Intricate molecular interactions between neurons and glial cells form the underlying basis of axonal insulation across species. Mutations in human genes that affect insulation of axons are associated with profound disturbances in normal impulse conduction and significant neurological disabilities. We are investigating the genetic and molecular basis of complex and reciprocal interactions between various types of glial cells, which play a key role in axonal insulation, blood-brain barrier formation and axon guidance during Drosophila development. Our lab identified Neurexin IV, Contactin and Neuroglian as key molecular components of the glial- and axo-glial septate junctions and showed that these proteins are crucial for the organization and function of the septate junctions. Recent studies in our lab have uncovered additional molecular components which link the midline glial scaffold with midline neurons to bring about commissural axon insulation and proper midline axon guidance.

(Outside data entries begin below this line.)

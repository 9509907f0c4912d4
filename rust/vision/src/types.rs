// This Source Code Form is subject to the terms of the Mozilla Public
// License, v. 2.0. If a copy of the MPL was not distributed with this
// file, You can obtain one at https://mozilla.org/MPL/2.0/.

//! Core types shared by the legend, boundary and calibration pipelines

use image::RgbImage;
use nalgebra::Point2;
use serde::{Deserialize, Serialize};

use crate::color::ColorRange;

/// Integer pixel coordinate serialized as `[x, y]`
pub type PixelPoint = [u32; 2];

/// A 2D point (simplified for serialization)
#[derive(Debug, Clone, Copy, Serialize, Deserialize, PartialEq)]
pub struct Point2D {
    pub x: f64,
    pub y: f64,
}

impl Point2D {
    pub fn new(x: f64, y: f64) -> Self {
        Self { x, y }
    }

    pub fn to_nalgebra(&self) -> Point2<f64> {
        Point2::new(self.x, self.y)
    }

    pub fn distance_to(&self, other: &Point2D) -> f64 {
        nalgebra::distance(&self.to_nalgebra(), &other.to_nalgebra())
    }
}

/// Axis-aligned pixel rectangle
#[derive(Debug, Clone, Copy, Serialize, Deserialize, PartialEq, Eq, Hash)]
pub struct BoundingBox {
    pub x: u32,
    pub y: u32,
    pub width: u32,
    pub height: u32,
}

impl BoundingBox {
    pub fn new(x: u32, y: u32, width: u32, height: u32) -> Self {
        Self {
            x,
            y,
            width,
            height,
        }
    }

    /// Exclusive right edge
    pub fn right(&self) -> u32 {
        self.x + self.width
    }

    /// Exclusive bottom edge
    pub fn bottom(&self) -> u32 {
        self.y + self.height
    }

    pub fn is_empty(&self) -> bool {
        self.width == 0 || self.height == 0
    }

    /// Whether the rectangle fits entirely inside a `width` x `height` image
    pub fn fits_within(&self, width: u32, height: u32) -> bool {
        self.right() <= width && self.bottom() <= height
    }

    pub fn contains(&self, x: u32, y: u32) -> bool {
        (self.x..self.right()).contains(&x) && (self.y..self.bottom()).contains(&y)
    }

    pub fn intersects(&self, other: &BoundingBox) -> bool {
        self.x < other.right()
            && other.x < self.right()
            && self.y < other.bottom()
            && other.y < self.bottom()
    }

    /// Grow by `margin` on every side, clamped to a `width` x `height` image
    pub fn expanded(&self, margin: u32, width: u32, height: u32) -> BoundingBox {
        let x0 = self.x.saturating_sub(margin);
        let y0 = self.y.saturating_sub(margin);
        let x1 = self.right().saturating_add(margin).min(width);
        let y1 = self.bottom().saturating_add(margin).min(height);

        BoundingBox::new(x0, y0, x1.saturating_sub(x0), y1.saturating_sub(y0))
    }

    /// Same rectangle shifted by `(dx, dy)`
    pub fn offset(&self, dx: u32, dy: u32) -> BoundingBox {
        BoundingBox::new(self.x + dx, self.y + dy, self.width, self.height)
    }
}

/// Leftmost, rightmost, topmost and bottommost pixel of a region
#[derive(Debug, Clone, Copy, Serialize, Deserialize, PartialEq, Eq)]
pub struct ExtremePoints {
    pub left: PixelPoint,
    pub right: PixelPoint,
    pub top: PixelPoint,
    pub bottom: PixelPoint,
}

#[derive(Debug, Clone, Copy, Serialize, Deserialize, PartialEq, Eq)]
pub struct Dimensions {
    pub width: u32,
    pub height: u32,
}

/// Output color names of the legend palette
#[derive(Debug, Clone, Copy, Serialize, Deserialize, PartialEq, Eq, Hash)]
#[serde(rename_all = "lowercase")]
pub enum LegendColor {
    Red,
    Green,
    Blue,
    Orange,
    Pink,
    Cyan,
    Yellow,
    Purple,
}

impl LegendColor {
    pub fn as_str(&self) -> &'static str {
        match self {
            LegendColor::Red => "red",
            LegendColor::Green => "green",
            LegendColor::Blue => "blue",
            LegendColor::Orange => "orange",
            LegendColor::Pink => "pink",
            LegendColor::Cyan => "cyan",
            LegendColor::Yellow => "yellow",
            LegendColor::Purple => "purple",
        }
    }
}

impl std::fmt::Display for LegendColor {
    fn fmt(&self, f: &mut std::fmt::Formatter<'_>) -> std::fmt::Result {
        f.write_str(self.as_str())
    }
}

/// Fill pattern of a legend marker
#[derive(Debug, Clone, Copy, Serialize, Deserialize, PartialEq, Eq, Hash)]
#[serde(rename_all = "lowercase")]
pub enum FillPattern {
    Solid,
    Hatched,
    Striped,
    Dotted,
    Patterned,
}

impl FillPattern {
    pub fn as_str(&self) -> &'static str {
        match self {
            FillPattern::Solid => "solid",
            FillPattern::Hatched => "hatched",
            FillPattern::Striped => "striped",
            FillPattern::Dotted => "dotted",
            FillPattern::Patterned => "patterned",
        }
    }
}

impl std::fmt::Display for FillPattern {
    fn fmt(&self, f: &mut std::fmt::Formatter<'_>) -> std::fmt::Result {
        f.write_str(self.as_str())
    }
}

/// One detected legend marker
///
/// `id` is a sequence number within a single detection pass and is not
/// stable across passes.
#[derive(Debug, Clone, Serialize, Deserialize, PartialEq, Eq)]
#[serde(rename_all = "camelCase")]
pub struct LegendInstance {
    pub id: u32,
    pub color: LegendColor,
    pub pattern: FillPattern,
    pub bounding_box: BoundingBox,
    pub extreme_points: ExtremePoints,
    pub dimensions: Dimensions,
    /// Name of the preview crop handed back alongside the instances
    pub preview: String,
}

/// Legend instances sharing a color and a fill pattern
#[derive(Debug, Clone, Serialize, Deserialize, PartialEq, Eq)]
#[serde(rename_all = "camelCase")]
pub struct LegendGroup {
    pub group_key: String,
    pub color: LegendColor,
    pub pattern: FillPattern,
    pub sample_preview: String,
    pub sample_instance_id: u32,
    pub count: usize,
    pub instances: Vec<LegendInstance>,
}

/// A cropped sub-image the shell is expected to persist under `name`
#[derive(Debug, Clone, PartialEq)]
pub struct Preview {
    pub name: String,
    pub image: RgbImage,
}

/// Result of one full-image legend scan
#[derive(Debug, Clone, Default, PartialEq)]
pub struct LegendDetection {
    pub instances: Vec<LegendInstance>,
    pub previews: Vec<Preview>,
}

/// Region pulled out around a user-selected color sample
#[derive(Debug, Clone, Serialize)]
#[serde(rename_all = "camelCase")]
pub struct ExtractedRegion {
    pub bounding_box: BoundingBox,
    pub range: ColorRange,
    pub preview: String,
    #[serde(skip)]
    pub crop: RgbImage,
}

/// Tight rectangle found around a clicked structural element
#[derive(Debug, Clone, Copy, Serialize, Deserialize, PartialEq)]
#[serde(rename_all = "camelCase")]
pub struct BoundaryBox {
    pub x: u32,
    pub y: u32,
    pub width: u32,
    pub height: u32,
    pub length: f64,
    pub thickness: f64,
    /// 0 for horizontal or square-ish boxes, 90 for vertical ones
    pub angle: f64,
}

/// Outcome of a boundary search
#[derive(Debug, Clone, Copy, Serialize, Deserialize, PartialEq)]
#[serde(tag = "status", rename_all = "camelCase")]
pub enum BoundaryOutcome {
    Found(BoundaryBox),
    /// The line detector returned nothing inside the search window
    NoStructuralLines,
    /// Lines were found but the enclosing box failed the size filters
    NoEnclosedBoundary,
}

impl BoundaryOutcome {
    pub fn found(&self) -> Option<&BoundaryBox> {
        match self {
            BoundaryOutcome::Found(b) => Some(b),
            _ => None,
        }
    }
}

/// Dimensions reported back to the shell after decoding an upload
#[derive(Debug, Clone, Copy, Serialize, Deserialize, PartialEq, Eq)]
pub struct ImageInfo {
    pub width: u32,
    pub height: u32,
}

/// Size limits a connected region must satisfy to count as a legend
#[derive(Debug, Clone, Copy, Serialize, Deserialize, PartialEq)]
#[serde(default)]
pub struct RegionFilter {
    /// Regions with area at or below this are noise
    pub min_area: u32,
    /// Minimum bounding box side in pixels
    pub min_side: u32,
    /// Maximum bounding box side as a fraction of the image side
    pub max_fraction: f64,
}

impl Default for RegionFilter {
    fn default() -> Self {
        Self {
            min_area: 50,
            min_side: 10,
            max_fraction: 0.8,
        }
    }
}

/// Parameters of the click-driven boundary search
#[derive(Debug, Clone, Serialize, Deserialize)]
#[serde(default)]
pub struct BoundaryConfig {
    /// Half size of the square search window around the click
    pub window_radius: u32,
    /// Canny edge detection low threshold
    pub canny_low: f32,
    /// Canny edge detection high threshold
    pub canny_high: f32,
    /// Hough line detection vote threshold
    pub hough_threshold: u32,
    /// Minimum line length in pixels
    pub min_line_length: f64,
    /// Maximum gap between line segments to connect
    pub max_line_gap: f64,
    /// Endpoint offset below which a segment counts as axis-aligned
    pub axis_tolerance: f64,
    /// Smallest accepted box side in pixels
    pub min_side: u32,
    /// Largest accepted box side as a fraction of the window side
    pub max_fraction: f64,
    /// Side ratio above which a box is considered elongated
    pub elongation_ratio: f64,
    /// Parallel edges closer than this merge into one line, in pixels
    pub merge_distance: f64,
}

impl Default for BoundaryConfig {
    fn default() -> Self {
        Self {
            window_radius: 150,
            canny_low: 50.0,
            canny_high: 150.0,
            hough_threshold: 30,
            min_line_length: 20.0,
            max_line_gap: 10.0,
            axis_tolerance: 5.0,
            min_side: 5,
            max_fraction: 0.9,
            elongation_ratio: 1.2,
            merge_distance: 4.0,
        }
    }
}

/// Tolerances applied around a user-picked color sample
#[derive(Debug, Clone, Copy, Serialize, Deserialize, PartialEq)]
#[serde(default)]
pub struct SamplerConfig {
    pub hue_tolerance: u8,
    pub saturation_tolerance: u8,
    pub value_tolerance: u8,
    /// Mean saturation below which the sample is treated as gray
    pub gray_saturation: f64,
    /// Half size of the patch sampled at the center of a selection
    pub sample_radius: u32,
    /// Margin around a selection searched for the sampled color
    pub search_margin: u32,
}

impl Default for SamplerConfig {
    fn default() -> Self {
        Self {
            hue_tolerance: 10,
            saturation_tolerance: 30,
            value_tolerance: 50,
            gray_saturation: 40.0,
            sample_radius: 2,
            search_margin: 100,
        }
    }
}

/// Parameters of the edge-point dump
#[derive(Debug, Clone, Copy, Serialize, Deserialize, PartialEq)]
#[serde(default)]
pub struct EdgeDumpConfig {
    pub canny_low: f32,
    pub canny_high: f32,
    /// Dilation radius applied once to the edge map (1 = 3x3 square)
    pub dilate_radius: u8,
}

impl Default for EdgeDumpConfig {
    fn default() -> Self {
        Self {
            canny_low: 50.0,
            canny_high: 150.0,
            dilate_radius: 1,
        }
    }
}

/// Complete configuration of the analysis core
#[derive(Debug, Clone, Default, Serialize, Deserialize)]
#[serde(default)]
pub struct VisionConfig {
    pub region_filter: RegionFilter,
    pub boundary: BoundaryConfig,
    pub sampler: SamplerConfig,
    pub edges: EdgeDumpConfig,
}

We have extended these Drosophila studies to vertebrates, where axonal insulation is achieved by myelination carried out by glial cells (Schwann cells and oligodendrocytes). The myelinated nerve fibers are organized into distinct domains that are necessary for rapid saltatory conduction. These domains include the nodes of Ranvier and the flanking paranodal regions where myelin loops closely appose and form axo-glial septate junctions. We identified the vertebrate homologs of the Drosophila septate junction proteins and demonstrated a conserved role for these proteins in the organization and function of the axo-glial septate junctions in myelinated axons. We generated Caspr, and Neurofascin (homologs of Drosophila nrx IV and nrg, respectively) mutant mice and demonstrated that in these mutants, paranodal axo-glial septate junctions fail to form and the axonal domain organization is disrupted. These defects result in severe motor deficits, decrease in nerve conduction velocity and axonal degeneration, thus demonstrating a critical role for these proteins in axon-glial interactions in myelinated axons. Our recent studies in mice, using neuron- and myelinating glia-specific inducible-Cre lines, show that axo-glial junction disruption in adults results in slow but progressive neurological disabilities leading to paralysis. These adult mouse mutants serve as models for human myelin-related pathologies.
We are using genetic and biochemical methods to identify and characterize additional molecular complexes that are involved at the interface of axons and glial cells in Drosophila and mice, and how loss of these molecules affects conduction of nerve impulses and synaptogenesis.